Whether because of its director’s age, experience or backhanded contentiousness, Mifune is easily the most accessible of the Dogma films — not to mention arguably the funniest. The story of a newly married corporate climber suddenly called home to care for his mentally challenged brother, and of the reformed prostitute he inadvertently hires as a caretaker, it could be pitched as Rain Man Meets Pretty Woman without doing the premise undue violence. And the title, taken from the lead character‘s blinkered impression of Toshiro Mifune in Seven Samurai, could just as easily have been changed to Belushi and still capture the same anarchic spirit.

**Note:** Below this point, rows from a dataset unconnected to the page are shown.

//! Password Hashing and Verification
//!
//! Argon2id-based password handling with:
//! - Zeroization of sensitive data
//! - Unicode NFKC normalization before validation
//! - Constant-time comparison
//!
//! The registration policy requires long passphrases (12 characters
//! minimum) rather than character-class rules.

use std::fmt;

use argon2::{Argon2, PasswordHash, PasswordHasher, PasswordVerifier, password_hash::SaltString};
use rand::rngs::OsRng;
use thiserror::Error;
use unicode_normalization::UnicodeNormalization;
use zeroize::{Zeroize, ZeroizeOnDrop};

// ============================================================================
// Constants
// ============================================================================

/// Minimum password length in Unicode code points
pub const MIN_PASSWORD_LENGTH: usize = 12;

/// Maximum password length in Unicode code points
pub const MAX_PASSWORD_LENGTH: usize = 128;

// ============================================================================
// Error Types
// ============================================================================

/// Password policy violation errors
#[derive(Debug, Clone, PartialEq, Eq, Error)]
pub enum PasswordPolicyError {
    /// Password is too short
    #[error("Password must be at least {min} characters (got {actual})")]
    TooShort { min: usize, actual: usize },

    /// Password is too long
    #[error("Password must be at most {max} characters (got {actual})")]
    TooLong { max: usize, actual: usize },

    /// Password contains only whitespace
    #[error("Password cannot be empty or contain only whitespace")]
    EmptyOrWhitespace,

    /// Password contains invalid characters (control characters)
    #[error("Password contains invalid control characters")]
    InvalidCharacter,
}

/// Password hashing/verification errors
#[derive(Debug, Error)]
pub enum PasswordHashError {
    /// Hashing operation failed
    #[error("Password hashing failed: {0}")]
    HashingFailed(String),

    /// Invalid hash format
    #[error("Invalid password hash format")]
    InvalidHashFormat,
}

// ============================================================================
// Clear Text Password (Zeroized on drop)
// ============================================================================

/// Clear text password with automatic memory zeroization
///
/// The raw password is erased from memory when the value is dropped.
/// Does not implement `Clone`; Debug output is redacted.
#[derive(Zeroize, ZeroizeOnDrop)]
pub struct ClearTextPassword(String);

impl ClearTextPassword {
    /// Create a new clear text password with validation
    ///
    /// Unicode is normalized using NFKC before validation, and length is
    /// counted in code points, not bytes.
    pub fn new(raw: String) -> Result<Self, PasswordPolicyError> {
        let normalized: String = raw.nfkc().collect();

        let trimmed = normalized.trim();
        if trimmed.is_empty() {
            return Err(PasswordPolicyError::EmptyOrWhitespace);
        }

        let char_count = normalized.chars().count();

        if char_count < MIN_PASSWORD_LENGTH {
            return Err(PasswordPolicyError::TooShort {
                min: MIN_PASSWORD_LENGTH,
                actual: char_count,
            });
        }

        if char_count > MAX_PASSWORD_LENGTH {
            return Err(PasswordPolicyError::TooLong {
                max: MAX_PASSWORD_LENGTH,
                actual: char_count,
            });
        }

        // Control characters (except space, tab, newline) are rejected
        for ch in normalized.chars() {
            if ch.is_control() && ch != ' ' && ch != '\t' && ch != '\n' {
                return Err(PasswordPolicyError::InvalidCharacter);
            }
        }

        Ok(Self(normalized))
    }

    /// Create without validation (for testing)
    #[cfg(test)]
    pub fn new_unchecked(raw: String) -> Self {
        Self(raw)
    }

    /// Get the password as bytes for hashing
    pub(crate) fn as_bytes(&self) -> &[u8] {
        self.0.as_bytes()
    }

    /// Hash the password using Argon2id
    ///
    /// ## Returns
    /// PHC-formatted hash string wrapped in `HashedPassword`
    pub fn hash(&self) -> Result<HashedPassword, PasswordHashError> {
        // Random 128-bit salt
        let salt = SaltString::generate(OsRng);

        // Argon2id with the crate's OWASP-recommended defaults
        let argon2 = Argon2::default();

        let hash = argon2
            .hash_password(self.as_bytes(), &salt)
            .map_err(|e| PasswordHashError::HashingFailed(e.to_string()))?;

        Ok(HashedPassword {
            hash: hash.to_string(),
        })
    }
}

impl fmt::Debug for ClearTextPassword {
    fn fmt(&self, f: &mut fmt::Formatter<'_>) -> fmt::Result {
        f.debug_tuple("ClearTextPassword")
            .field(&"[REDACTED]")
            .finish()
    }
}

// ============================================================================
// Hashed Password (Safe to store)
// ============================================================================

/// Hashed password in PHC string format
///
/// Stores the Argon2id hash in PHC format: algorithm identifier, version,
/// parameters, salt and hash in one string.
#[derive(Clone, PartialEq, Eq)]
pub struct HashedPassword {
    hash: String,
}

impl HashedPassword {
    /// Create from PHC string (e.g., from database)
    pub fn from_phc_string(s: impl Into<String>) -> Result<Self, PasswordHashError> {
        let hash = s.into();

        // Validate it's a valid PHC string
        PasswordHash::new(&hash).map_err(|_| PasswordHashError::InvalidHashFormat)?;

        Ok(Self { hash })
    }

    /// Get the PHC string for storage
    pub fn as_phc_string(&self) -> &str {
        &self.hash
    }

    /// Verify a password against this hash
    ///
    /// Argon2 uses constant-time comparison internally.
    pub fn verify(&self, password: &ClearTextPassword) -> bool {
        let parsed_hash = match PasswordHash::new(&self.hash) {
            Ok(h) => h,
            Err(_) => return false,
        };

        let argon2 = Argon2::default();

        argon2
            .verify_password(password.as_bytes(), &parsed_hash)
            .is_ok()
    }
}

impl fmt::Debug for HashedPassword {
    fn fmt(&self, f: &mut fmt::Formatter<'_>) -> fmt::Result {
        f.debug_struct("HashedPassword")
            .field("hash", &"[HASH]")
            .finish()
    }
}

// ============================================================================
// Tests
// ============================================================================

#[cfg(test)]
mod tests {
    use super::*;

    #[test]
    fn test_password_too_short() {
        let result = ClearTextPassword::new("elevenchars".to_string());
        assert!(matches!(result, Err(PasswordPolicyError::TooShort { .. })));
    }

    #[test]
    fn test_twelve_chars_accepted() {
        let result = ClearTextPassword::new("twelve-chars".to_string());
        assert!(result.is_ok());
    }

    #[test]
    fn test_password_too_long() {
        let long_password = "a".repeat(MAX_PASSWORD_LENGTH + 1);
        let result = ClearTextPassword::new(long_password);
        assert!(matches!(result, Err(PasswordPolicyError::TooLong { .. })));
    }

    #[test]
    fn test_password_empty() {
        let result = ClearTextPassword::new("".to_string());
        assert!(matches!(
            result,
            Err(PasswordPolicyError::EmptyOrWhitespace)
        ));
    }

    #[test]
    fn test_password_whitespace_only() {
        let result = ClearTextPassword::new("            ".to_string());
        assert!(matches!(
            result,
            Err(PasswordPolicyError::EmptyOrWhitespace)
        ));
    }

    #[test]
    fn test_control_characters_rejected() {
        let result = ClearTextPassword::new("valid-but\u{0007}-bell".to_string());
        assert!(matches!(
            result,
            Err(PasswordPolicyError::InvalidCharacter)
        ));
    }

    #[test]
    fn test_unicode_password() {
        // Length is counted in code points
        let result = ClearTextPassword::new("안전한비밀번호열두글자입니다".to_string());
        assert!(result.is_ok());
    }

    #[test]
    fn test_hash_and_verify() {
        let password = ClearTextPassword::new_unchecked("TestPassword123!".to_string());
        let hashed = password.hash().unwrap();

        // Correct password should verify
        assert!(hashed.verify(&password));

        // Wrong password should not verify
        let wrong_password = ClearTextPassword::new_unchecked("WrongPassword123!".to_string());
        assert!(!hashed.verify(&wrong_password));
    }

    #[test]
    fn test_phc_string_roundtrip() {
        let password = ClearTextPassword::new_unchecked("TestPassword123!".to_string());
        let hashed = password.hash().unwrap();

        let phc_string = hashed.as_phc_string().to_string();
        let restored = HashedPassword::from_phc_string(phc_string).unwrap();

        assert!(restored.verify(&password));
    }

    #[test]
    fn test_invalid_phc_string() {
        let result = HashedPassword::from_phc_string("not_a_valid_hash");
        assert!(result.is_err());
    }

    #[test]
    fn test_debug_redaction() {
        let password = ClearTextPassword::new_unchecked("secret".to_string());
        let debug_output = format!("{:?}", password);
        assert!(debug_output.contains("REDACTED"));
        assert!(!debug_output.contains("secret"));
    }

    #[test]
    fn test_nfkc_equivalent_passwords_verify() {
        // Fullwidth input normalizes to the same password
        let a = ClearTextPassword::new("ｐａｓｓｗｏｒｄ－ｔｗｅｌｖｅ".to_string()).unwrap();
        let b = ClearTextPassword::new("password-twelve".to_string()).unwrap();
        let hashed = a.hash().unwrap();
        assert!(hashed.verify(&b));
    }
}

In retrospect, this may be Dogma’s darkest secret: Despite a 10-rule ”Vow of Chastity“ that makes the group seem as rigidly polemical as any movement since the French New Wave — the rules mandate location shoots, hand-held camera, sync sound and music, no additional props, lighting, optical effects, filters or weapons — these people are inveterate goofballs. The Idiots, still unseen in this country due to its pesky hardcore sex scenes (USA Films promises a release before year‘s end), chronicles a band of social misfits who in public pretend to be retarded, to great and impolitic comic effect. Von Trier’s absurdist epic, the eight-hour (and counting) miniseries The Kingdom, filigrees an ER setting with ghost dogs, psychic surgeons, angry Swedes and Udo Kier as a 10-foot fetus. And Mifune, with a prostitute who pees on an obstreperous client‘s prized Persian rug, and another character who’s a connoisseur of alien crop circles, certainly revels more comfortably in broad conceptual humor than it does in the relentless tragedy of something like Breaking the Waves.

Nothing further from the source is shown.